Mussolini col cinema naturalmente ci prende gusto, è il primo leader non americano a parlare alla “Man of the Hour”, rubrica della Fox, nel 1927, in un inglese immaginario, altro che premier attuali in confronto assai fluenti. Poi la Guerra d’Etiopia, con le bobine lanciate dall’aria agli operatori Luce tra le sabbie desertiche – gli stessi operatori che poi si rifiuteranno, nel 1943, dopo l’Otto settembre, di trasferirsi a Venezia per esser più comodi con Salò, la bad company del Fascismo.

Con la Repubblica invece il Luce perde i monopoli del cinegiornale, intanto si sono affacciati concorrenti più aggressivi, è arrivata la “Incom – Industria Corti Metraggi”, che nel 1938 si è già distinta per la copertura della Guerra di Spagna con servizi più moderni e meno paludati rispetto al Luce.

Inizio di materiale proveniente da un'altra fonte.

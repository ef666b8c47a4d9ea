use std::time::Duration;

use serde::de::DeserializeOwned;
use serde::{Deserialize, Serialize};
use tracing::debug;

use crate::config::Config;
use crate::error::{Error, Result};
use crate::job::JobStatus;
use crate::review::{PrReviewRequest, PrReviewResponse};

// ---------------------------------------------------------------------------
// Wire types
// ---------------------------------------------------------------------------

/// Response envelope used by every platform endpoint.
#[derive(Debug, Deserialize)]
pub struct ApiEnvelope<T> {
    pub success: bool,
    pub data: Option<T>,
    #[serde(default)]
    pub message: Option<String>,
    #[serde(default)]
    pub error: Option<ErrorDetails>,
}

#[derive(Debug, Deserialize)]
pub struct ErrorDetails {
    #[serde(default)]
    pub message: Option<String>,
}

impl<T> ApiEnvelope<T> {
    /// Unwrap the payload, turning `success: false` into an error.
    pub fn into_data(self, what: &str) -> Result<Option<T>> {
        if !self.success {
            let msg = self
                .error
                .and_then(|e| e.message)
                .or(self.message)
                .unwrap_or_else(|| format!("failed to {what}"));
            return Err(Error::Api(msg));
        }
        Ok(self.data)
    }
}

/// A test suite as listed by `GET /test-suites`. Only the fields the client
/// uses are kept.
#[derive(Debug, Clone, PartialEq, Serialize, Deserialize)]
pub struct RemoteSuite {
    pub id: String,
    #[serde(default)]
    pub name: Option<String>,
    #[serde(default, rename = "type")]
    pub suite_type: Option<String>,
    #[serde(default)]
    pub status: Option<JobStatus>,
    #[serde(default)]
    pub progress: Option<f64>,
}

#[derive(Debug, Clone, Default, PartialEq, Serialize, Deserialize)]
#[serde(rename_all = "camelCase")]
pub struct DashboardStats {
    pub total_tests: Option<u64>,
    pub passed_tests: Option<u64>,
    pub failed_tests: Option<u64>,
    pub coverage: Option<f64>,
    pub execution_time: Option<u64>,
    #[serde(rename = "activePRs")]
    pub active_prs: Option<u64>,
    #[serde(rename = "mergedPRs")]
    pub merged_prs: Option<u64>,
    pub generated_test_suites: Option<u64>,
    pub running_tests: Option<u64>,
}

/// One run of a suite as listed by `GET /test-executions`.
#[derive(Debug, Clone, PartialEq, Serialize, Deserialize)]
#[serde(rename_all = "camelCase")]
pub struct RemoteExecution {
    pub id: String,
    #[serde(default)]
    pub suite_id: Option<String>,
    #[serde(default)]
    pub pr_number: Option<u64>,
    #[serde(default)]
    pub status: Option<JobStatus>,
    #[serde(default)]
    pub start_time: Option<String>,
    #[serde(default)]
    pub end_time: Option<String>,
    /// Milliseconds.
    #[serde(default)]
    pub duration: Option<u64>,
    #[serde(default)]
    pub results: Option<ExecutionResults>,
    #[serde(default)]
    pub error_message: Option<String>,
}

#[derive(Debug, Clone, Default, PartialEq, Serialize, Deserialize)]
pub struct ExecutionResults {
    #[serde(default)]
    pub total: u64,
    #[serde(default)]
    pub passed: u64,
    #[serde(default)]
    pub failed: u64,
    #[serde(default)]
    pub skipped: u64,
}

#[derive(Debug, Clone, PartialEq, Serialize, Deserialize)]
#[serde(rename_all = "camelCase")]
pub struct PullRequestSummary {
    pub number: u64,
    #[serde(default)]
    pub title: Option<String>,
    #[serde(default)]
    pub branch: Option<String>,
    #[serde(default)]
    pub author: Option<String>,
    /// `OPEN`, `MERGED` or `CLOSED`.
    #[serde(default)]
    pub status: Option<String>,
    #[serde(default)]
    pub created_at: Option<String>,
    #[serde(default)]
    pub tests_generated: Option<u64>,
    #[serde(default)]
    pub tests_passed: Option<u64>,
    #[serde(default)]
    pub tests_failed: Option<u64>,
    #[serde(default)]
    pub coverage: Option<f64>,
}

// ---------------------------------------------------------------------------
// Client abstraction (for testability)
// ---------------------------------------------------------------------------

/// The remote platform. Calls block; async callers run them on the blocking pool.
pub trait PlatformApi: Send + Sync {
    /// Ask the platform to start executing a suite.
    fn start_execution(&self, suite_id: &str) -> Result<serde_json::Value>;

    /// Ask the platform to stop a running execution.
    fn stop_execution(&self, execution_id: &str) -> Result<()>;

    /// Execution history, most recent as the platform orders it.
    fn list_executions(&self) -> Result<Vec<RemoteExecution>>;

    /// Current status of every known suite.
    fn list_suites(&self) -> Result<Vec<RemoteSuite>>;

    fn get_suite(&self, suite_id: &str) -> Result<RemoteSuite>;

    fn delete_suite(&self, suite_id: &str) -> Result<()>;

    fn list_pull_requests(&self) -> Result<Vec<PullRequestSummary>>;

    /// Aggregate dashboard numbers.
    fn dashboard_stats(&self) -> Result<DashboardStats>;

    /// Run the AI reviewer over a pull request.
    fn review_pull_request(&self, request: &PrReviewRequest) -> Result<PrReviewResponse>;
}

/// `PlatformApi` over HTTP, rooted at `{api_url}/api`.
pub struct HttpPlatformApi {
    base_url: String,
    token: Option<String>,
    agent: ureq::Agent,
}

impl HttpPlatformApi {
    pub fn new(config: &Config) -> Self {
        Self::with_options(
            &config.api_url,
            config.resolve_token(),
            config.request_timeout(),
        )
    }

    pub fn with_options(api_url: &str, token: Option<String>, timeout: Duration) -> Self {
        let agent = ureq::AgentBuilder::new().timeout(timeout).build();
        Self {
            base_url: format!("{}/api", api_url.trim_end_matches('/')),
            token,
            agent,
        }
    }

    pub fn base_url(&self) -> &str {
        &self.base_url
    }

    fn request(&self, method: &str, path: &str) -> ureq::Request {
        let url = format!("{}{path}", self.base_url);
        let mut req = self
            .agent
            .request(method, &url)
            .set("Content-Type", "application/json");
        if let Some(ref token) = self.token {
            req = req.set("Authorization", &format!("Bearer {token}"));
        }
        req
    }

    fn call<T: DeserializeOwned>(
        &self,
        method: &str,
        path: &str,
        body: Option<serde_json::Value>,
        what: &str,
    ) -> Result<Option<T>> {
        debug!(method, path, "platform request");
        let req = self.request(method, path);
        let result = match body {
            Some(ref b) => req.send_json(b),
            None => req.call(),
        };

        match result {
            Ok(response) => {
                let envelope: ApiEnvelope<T> = response
                    .into_json()
                    .map_err(|e| Error::Api(format!("failed to parse response ({what}): {e}")))?;
                envelope.into_data(what)
            }
            Err(ureq::Error::Status(401, _)) => Err(Error::Unauthorized(format!(
                "platform rejected credentials while trying to {what}"
            ))),
            Err(ureq::Error::Status(code, response)) => {
                let msg = response
                    .into_json::<ApiEnvelope<serde_json::Value>>()
                    .ok()
                    .and_then(|env| env.error.and_then(|e| e.message).or(env.message))
                    .unwrap_or_else(|| format!("failed to {what}"));
                Err(Error::Api(format!("{msg} (HTTP {code})")))
            }
            Err(e) => Err(Error::Api(format!("failed to {what}: {e}"))),
        }
    }
}

impl PlatformApi for HttpPlatformApi {
    fn start_execution(&self, suite_id: &str) -> Result<serde_json::Value> {
        let data = self.call(
            "POST",
            "/test-executions",
            Some(serde_json::json!({ "suiteId": suite_id })),
            "start test execution",
        )?;
        Ok(data.unwrap_or(serde_json::Value::Null))
    }

    fn stop_execution(&self, execution_id: &str) -> Result<()> {
        let path = format!("/test-executions/{execution_id}/stop");
        self.call::<serde_json::Value>("POST", &path, None, "stop test execution")?;
        Ok(())
    }

    fn list_executions(&self) -> Result<Vec<RemoteExecution>> {
        let data: Option<Vec<RemoteExecution>> =
            self.call("GET", "/test-executions", None, "fetch test executions")?;
        Ok(data.unwrap_or_default())
    }

    fn list_suites(&self) -> Result<Vec<RemoteSuite>> {
        let data: Option<Vec<RemoteSuite>> =
            self.call("GET", "/test-suites", None, "fetch test suites")?;
        Ok(data.unwrap_or_default())
    }

    fn get_suite(&self, suite_id: &str) -> Result<RemoteSuite> {
        let path = format!("/test-suites/{suite_id}");
        let data: Option<RemoteSuite> = self.call("GET", &path, None, "fetch test suite")?;
        data.ok_or_else(|| Error::Api(format!("test suite {suite_id} response missing data")))
    }

    fn delete_suite(&self, suite_id: &str) -> Result<()> {
        let path = format!("/test-suites/{suite_id}");
        self.call::<serde_json::Value>("DELETE", &path, None, "delete test suite")?;
        Ok(())
    }

    fn list_pull_requests(&self) -> Result<Vec<PullRequestSummary>> {
        let data: Option<Vec<PullRequestSummary>> =
            self.call("GET", "/pull-requests", None, "fetch pull requests")?;
        Ok(data.unwrap_or_default())
    }

    fn dashboard_stats(&self) -> Result<DashboardStats> {
        let data: Option<DashboardStats> =
            self.call("GET", "/dashboard/stats", None, "fetch dashboard stats")?;
        data.ok_or_else(|| Error::Api("dashboard stats response missing data".to_string()))
    }

    fn review_pull_request(&self, request: &PrReviewRequest) -> Result<PrReviewResponse> {
        let body = serde_json::to_value(request)
            .map_err(|e| Error::Review(format!("failed to encode review request: {e}")))?;
        let data: Option<PrReviewResponse> =
            self.call("POST", "/review/pr", Some(body), "review pull request")?;
        data.ok_or_else(|| Error::Review("review response missing data".to_string()))
    }
}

È la Cnn, è come quando arriva Mentana contro il Tg1.  La Incom si inventa uno stile espressionista, anche con cartoni animati di regime. Uno dei più famosi è “Il Dr. Churkill“, opera di Luigi Pensuti, “il Disney di Mussolini”, forse pioniere del cinema d’animazione italiano, già autore di cartoni tratti da poesie di Trilussa e che qui, tra dottor Jekyll e Winston Churchill, anima un essere “mezzo umano e mezzo mostro”, che vive in un “tetro maniero” che è poi la Banca d’Inghilterra, a impersonare il complotto pluto-giudo eccetera, che di notte controlla l’economia mondiale sorvegliando come Zio Paperone un deposito qui di “ventruti forzieri” e di giorno si finge democratico.

La Incom, forse a sua insaputa fucina di talenti: il redattore unico per tanti anni è stato Giacomo Debenedetti, che si occupava soprattutto del brand più famoso del gruppo, la Settimana Incom, dieci minuti di rotocalco prima dei film al cinema, con voce fuori campo – nasale e autorevole e inconfondibile – di Guido Notari. Intanto arriva l’Italia del boom, ed ecco sempre Notari, già direttore di una Rinascente, e capo-annunciatore della antenata della Rai, l’Eiar, fine dicitore nel 1965 di un servizio sessista sulle automobiliste donne, che nel 1960 sono arrivate «alla bella cifra di un milione e duecentomila, una ogni cinque »; e poi  le campagne per il referendum sul divorzio, con i manifesti in bianco e nero «cerco una moglie che creda nella famiglia, non nell’aborto», e sotto, «a cura della Dc»; e sopra, invece, Emma Bonino giovane con le mani a fare il famoso gesto triangolare. Però i tempi gloriosi del Luce rimangono quelli del Duce, col faccione declinato in tutte le sue facce, e i tentativi di creare l’uomo nuovo italico, sportivo e guerresco, e “credere obbedire combattere”. E però usciti da questo Vittoriano, ecco esemplari di razze sabine e prenestine vestiti da centurioni con elmi di plastica, che fanno selfies a caro prezzo con turisti entusiasti, e tra un “a Cleopatra, viè qua, e thank you”, si capisce subito che era proprio impresa impossibile.

 

Nelle immagini dell’Istituto Luce, Mussolini a Littoria alle prese con la trebbiatura del grano; Mussolini (maglietta bianca e fez) e Starace (all-white con stivali) nell’Agro Pontino. Nel video, Mussolini tenta di parlare inglese.